> [Your objective] What lines below mention the word "moves"? Copy each one.

> [Data for this task]
· · · ·
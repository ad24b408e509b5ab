//! Board primitives: players, cells, and the 3x3 grid.
//!
//! The board is a flat array of 9 cells in row-major order:
//!
//! ```text
//!  0 | 1 | 2
//! ---+---+---
//!  3 | 4 | 5
//! ---+---+---
//!  6 | 7 | 8
//! ```
//!
//! Every type here renders to the single characters remote callers see on
//! the wire: `'X'`, `'O'`, and `'-'` for an empty cell.

use std::fmt;

use serde::{Deserialize, Serialize};

/// Number of cells on the board.
pub const CELL_COUNT: usize = 9;

/// The eight winning lines: 3 rows, 3 columns, 2 diagonals.
pub const LINES: [[usize; 3]; 8] = [
    // Rows
    [0, 1, 2],
    [3, 4, 5],
    [6, 7, 8],
    // Columns
    [0, 3, 6],
    [1, 4, 7],
    [2, 5, 8],
    // Diagonals
    [0, 4, 8],
    [2, 4, 6],
];

// ---------------------------------------------------------------------------
// Player
// ---------------------------------------------------------------------------

/// One of the two players. X always moves first.
#[derive(Debug, Clone, Copy, PartialEq, Eq, Hash, Serialize, Deserialize)]
pub enum Player {
    X,
    O,
}

impl Player {
    /// Returns the other player.
    pub fn opponent(self) -> Self {
        match self {
            Self::X => Self::O,
            Self::O => Self::X,
        }
    }

    /// The character used on the wire and in status messages.
    pub fn as_char(self) -> char {
        match self {
            Self::X => 'X',
            Self::O => 'O',
        }
    }

    /// Parses `'X'` or `'O'`. Anything else is `None`.
    pub fn from_char(c: char) -> Option<Self> {
        match c {
            'X' => Some(Self::X),
            'O' => Some(Self::O),
            _ => None,
        }
    }
}

impl fmt::Display for Player {
    fn fmt(&self, f: &mut fmt::Formatter<'_>) -> fmt::Result {
        write!(f, "{}", self.as_char())
    }
}

// ---------------------------------------------------------------------------
// Cell
// ---------------------------------------------------------------------------

/// The content of a single board cell.
#[derive(
    Debug, Clone, Copy, PartialEq, Eq, Hash, Serialize, Deserialize, Default,
)]
pub enum Cell {
    #[default]
    Empty,
    Taken(Player),
}

impl Cell {
    /// Character rendering: `'-'`, `'X'` or `'O'`.
    pub fn as_char(self) -> char {
        match self {
            Self::Empty => '-',
            Self::Taken(player) => player.as_char(),
        }
    }

    /// Returns `true` if nobody has played here yet.
    pub fn is_empty(self) -> bool {
        matches!(self, Self::Empty)
    }
}

impl From<Player> for Cell {
    fn from(player: Player) -> Self {
        Self::Taken(player)
    }
}

// ---------------------------------------------------------------------------
// Board
// ---------------------------------------------------------------------------

/// A snapshot of the 9 board cells.
///
/// `Board` is `Copy`: handing one out never exposes the live game state,
/// so a caller holding a snapshot cannot observe later moves.
#[derive(Debug, Clone, Copy, PartialEq, Eq, Hash, Serialize, Deserialize)]
pub struct Board {
    cells: [Cell; CELL_COUNT],
}

impl Board {
    /// An all-empty board.
    pub fn new() -> Self {
        Self {
            cells: [Cell::Empty; CELL_COUNT],
        }
    }

    /// Returns the cell at `index`, or `None` if out of range.
    pub fn get(&self, index: usize) -> Option<Cell> {
        self.cells.get(index).copied()
    }

    /// Returns all cells in index order.
    pub fn cells(&self) -> &[Cell; CELL_COUNT] {
        &self.cells
    }

    /// Renders the board as the 9-character array used on the wire.
    pub fn to_chars(&self) -> [char; CELL_COUNT] {
        self.cells.map(Cell::as_char)
    }

    /// Returns `true` if every cell is taken.
    pub fn is_full(&self) -> bool {
        self.cells.iter().all(|c| !c.is_empty())
    }

    /// Returns `true` if `player` owns all three cells of any line.
    pub fn has_line(&self, player: Player) -> bool {
        let mark = Cell::Taken(player);
        LINES
            .iter()
            .any(|line| line.iter().all(|&i| self.cells[i] == mark))
    }

    /// Indices of the empty cells, in ascending order.
    pub fn empty_cells(&self) -> Vec<usize> {
        self.cells
            .iter()
            .enumerate()
            .filter(|(_, c)| c.is_empty())
            .map(|(i, _)| i)
            .collect()
    }

    pub(crate) fn set(&mut self, index: usize, cell: Cell) {
        self.cells[index] = cell;
    }
}

impl Default for Board {
    fn default() -> Self {
        Self::new()
    }
}

/// Renders the 9 cells in index order, e.g. `"XXX-OO---"`.
impl fmt::Display for Board {
    fn fmt(&self, f: &mut fmt::Formatter<'_>) -> fmt::Result {
        for cell in &self.cells {
            write!(f, "{}", cell.as_char())?;
        }
        Ok(())
    }
}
· · · ·
> [Solution to this task]
/// One of the two players. X always moves first.
/// so a caller holding a snapshot cannot observe later moves.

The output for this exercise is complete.